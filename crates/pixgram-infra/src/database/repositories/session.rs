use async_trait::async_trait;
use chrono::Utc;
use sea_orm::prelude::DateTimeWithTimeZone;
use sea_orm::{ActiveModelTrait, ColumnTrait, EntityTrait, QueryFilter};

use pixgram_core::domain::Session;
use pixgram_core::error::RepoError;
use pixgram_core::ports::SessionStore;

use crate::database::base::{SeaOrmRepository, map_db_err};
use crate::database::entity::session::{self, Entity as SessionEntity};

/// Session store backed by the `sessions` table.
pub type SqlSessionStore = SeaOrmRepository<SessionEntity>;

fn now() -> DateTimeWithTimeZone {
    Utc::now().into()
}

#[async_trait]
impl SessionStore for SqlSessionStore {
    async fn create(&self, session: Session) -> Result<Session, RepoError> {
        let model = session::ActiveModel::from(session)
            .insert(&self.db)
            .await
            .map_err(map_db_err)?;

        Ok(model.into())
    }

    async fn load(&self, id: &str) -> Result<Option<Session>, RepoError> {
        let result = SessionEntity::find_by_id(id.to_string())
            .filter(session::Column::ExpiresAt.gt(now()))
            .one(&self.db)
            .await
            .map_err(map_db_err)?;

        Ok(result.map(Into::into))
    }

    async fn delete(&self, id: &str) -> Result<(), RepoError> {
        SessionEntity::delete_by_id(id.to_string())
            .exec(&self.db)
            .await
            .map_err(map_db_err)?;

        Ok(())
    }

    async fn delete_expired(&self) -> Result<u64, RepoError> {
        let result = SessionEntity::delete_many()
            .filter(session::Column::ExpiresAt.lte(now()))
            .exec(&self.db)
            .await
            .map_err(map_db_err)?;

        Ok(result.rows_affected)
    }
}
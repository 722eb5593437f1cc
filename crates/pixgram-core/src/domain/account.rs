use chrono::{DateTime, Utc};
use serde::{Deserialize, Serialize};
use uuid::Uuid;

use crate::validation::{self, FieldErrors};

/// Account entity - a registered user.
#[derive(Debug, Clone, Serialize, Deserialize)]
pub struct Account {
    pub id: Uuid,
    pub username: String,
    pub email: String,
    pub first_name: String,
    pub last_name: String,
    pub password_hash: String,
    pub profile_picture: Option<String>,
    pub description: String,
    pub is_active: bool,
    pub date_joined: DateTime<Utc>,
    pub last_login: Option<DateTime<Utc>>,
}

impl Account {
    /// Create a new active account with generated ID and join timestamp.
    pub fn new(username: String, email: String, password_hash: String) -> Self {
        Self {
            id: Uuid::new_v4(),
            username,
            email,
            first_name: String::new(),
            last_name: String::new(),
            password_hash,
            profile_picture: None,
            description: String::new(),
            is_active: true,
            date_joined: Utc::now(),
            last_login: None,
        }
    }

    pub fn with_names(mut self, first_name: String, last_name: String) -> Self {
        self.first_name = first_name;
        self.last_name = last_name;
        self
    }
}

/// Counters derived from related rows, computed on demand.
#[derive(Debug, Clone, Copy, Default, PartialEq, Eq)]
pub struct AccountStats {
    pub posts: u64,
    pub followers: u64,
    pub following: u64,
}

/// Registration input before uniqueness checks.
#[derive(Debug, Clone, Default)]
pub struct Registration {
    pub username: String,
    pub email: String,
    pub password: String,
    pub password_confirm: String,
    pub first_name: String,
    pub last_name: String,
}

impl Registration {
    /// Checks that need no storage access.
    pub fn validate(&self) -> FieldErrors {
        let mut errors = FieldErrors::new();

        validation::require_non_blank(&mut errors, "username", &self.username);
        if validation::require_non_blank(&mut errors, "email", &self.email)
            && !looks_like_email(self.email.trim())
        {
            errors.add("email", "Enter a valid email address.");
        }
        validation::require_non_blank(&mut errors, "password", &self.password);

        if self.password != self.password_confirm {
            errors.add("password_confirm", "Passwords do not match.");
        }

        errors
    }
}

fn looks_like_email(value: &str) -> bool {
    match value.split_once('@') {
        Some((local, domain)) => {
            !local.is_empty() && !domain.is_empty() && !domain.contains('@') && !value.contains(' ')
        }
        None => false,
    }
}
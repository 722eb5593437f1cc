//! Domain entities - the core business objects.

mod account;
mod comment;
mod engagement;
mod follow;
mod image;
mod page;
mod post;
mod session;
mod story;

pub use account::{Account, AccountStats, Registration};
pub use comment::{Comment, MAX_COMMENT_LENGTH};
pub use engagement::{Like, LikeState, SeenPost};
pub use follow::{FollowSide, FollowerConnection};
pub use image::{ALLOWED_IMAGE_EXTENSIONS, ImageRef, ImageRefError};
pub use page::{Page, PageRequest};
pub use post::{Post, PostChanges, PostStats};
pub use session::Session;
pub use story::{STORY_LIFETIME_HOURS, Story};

__TASK ITEM__
Above are the records; copy all of them exactly.

__RESULT OF THIS TASK__
filename crates/pixgram-infra/src/database/repositories/session.rs
use async_trait::async_trait;
use chrono::Utc;
use sea_orm::prelude::DateTimeWithTimeZone;
use sea_orm::{ActiveModelTrait, ColumnTrait, EntityTrait, QueryFilter};

use pixgram_core::domain::Session;
use pixgram_core::error::RepoError;
use pixgram_core::ports::SessionStore;

use crate::database::base::{SeaOrmRepository, map_db_err};
use crate::database::entity::session::{self, Entity as SessionEntity};

/// Session store backed by the `sessions` table.
pub type SqlSessionStore = SeaOrmRepository<SessionEntity>;

fn now() -> DateTimeWithTimeZone {
    Utc::now().into()
}

#[async_trait]
impl SessionStore for SqlSessionStore {
    async fn create(&self, session: Session) -> Result<Session, RepoError> {
        let model = session::ActiveModel::from(session)
            .insert(&self.db)
            .await
            .map_err(map_db_err)?;

        Ok(model.into())
    }

    async fn load(&self, id: &str) -> Result<Option<Session>, RepoError> {
        let result = SessionEntity::find_by_id(id.to_string())
            .filter(session::Column::ExpiresAt.gt(now()))
            .one(&self.db)
            .await
            .map_err(map_db_err)?;

        Ok(result.map(Into::into))
    }

    async fn delete(&self, id: &str) -> Result<(), RepoError> {
        SessionEntity::delete_by_id(id.to_string())
            .exec(&self.db)
            .await
            .map_err(map_db_err)?;

        Ok(())
    }

    async fn delete_expired(&self) -> Result<u64, RepoError> {
        let result = SessionEntity::delete_many()
            .filter(session::Column::ExpiresAt.lte(now()))
            .exec(&self.db)
            .await
            .map_err(map_db_err)?;

        Ok(result.rows_affected)
    }
}
repository 722eb5593437f1cc
filename crates/pixgram-core/src/domain/account.rs
use chrono::{DateTime, Utc};
use serde::{Deserialize, Serialize};
use uuid::Uuid;

use crate::validation::{self, FieldErrors};

/// Account entity - a registered user.
#[derive(Debug, Clone, Serialize, Deserialize)]
pub struct Account {
    pub id: Uuid,
    pub username: String,
    pub email: String,
    pub first_name: String,
    pub last_name: String,
    pub password_hash: String,
    pub profile_picture: Option<String>,
    pub description: String,
    pub is_active: bool,
    pub date_joined: DateTime<Utc>,
    pub last_login: Option<DateTime<Utc>>,
}

impl Account {
    /// Create a new active account with generated ID and join timestamp.
    pub fn new(username: String, email: String, password_hash: String) -> Self {
        Self {
            id: Uuid::new_v4(),
            username,
            email,
            first_name: String::new(),
            last_name: String::new(),
            password_hash,
            profile_picture: None,
            description: String::new(),
            is_active: true,
            date_joined: Utc::now(),
            last_login: None,
        }
    }

    pub fn with_names(mut self, first_name: String, last_name: String) -> Self {
        self.first_name = first_name;
        self.last_name = last_name;
        self
    }
}

/// Counters derived from related rows, computed on demand.
#[derive(Debug, Clone, Copy, Default, PartialEq, Eq)]
pub struct AccountStats {
    pub posts: u64,
    pub followers: u64,
    pub following: u64,
}

/// Registration input before uniqueness checks.
#[derive(Debug, Clone, Default)]
pub struct Registration {
    pub username: String,
    pub email: String,
    pub password: String,
    pub password_confirm: String,
    pub first_name: String,
    pub last_name: String,
}

impl Registration {
    /// Checks that need no storage access.
    pub fn validate(&self) -> FieldErrors {
        let mut errors = FieldErrors::new();

        validation::require_non_blank(&mut errors, "username", &self.username);
        if validation::require_non_blank(&mut errors, "email", &self.email)
            && !looks_like_email(self.email.trim())
        {
            errors.add("email", "Enter a valid email address.");
        }
        validation::require_non_blank(&mut errors, "password", &self.password);

        if self.password != self.password_confirm {
            errors.add("password_confirm", "Passwords do not match.");
        }

        errors
    }
}

fn looks_like_email(value: &str) -> bool {
    match value.split_once('@') {
        Some((local, domain)) => {
            !local.is_empty() && !domain.is_empty() && !domain.contains('@') && !value.contains(' ')
        }
        None => false,
    }
}
repository 722eb5593437f1cc
//! Domain entities - the core business objects.

mod account;
mod comment;
mod engagement;
mod follow;
mod image;
mod page;
mod post;
mod session;
mod story;

pub use account::{Account, AccountStats, Registration};
pub use comment::{Comment, MAX_COMMENT_LENGTH};
pub use engagement::{Like, LikeState, SeenPost};
pub use follow::{FollowSide, FollowerConnection};
pub use image::{ALLOWED_IMAGE_EXTENSIONS, ImageRef, ImageRefError};
pub use page::{Page, PageRequest};
pub use post::{Post, PostChanges, PostStats};
pub use session::Session;
pub use story::{STORY_LIFETIME_HOURS, Story};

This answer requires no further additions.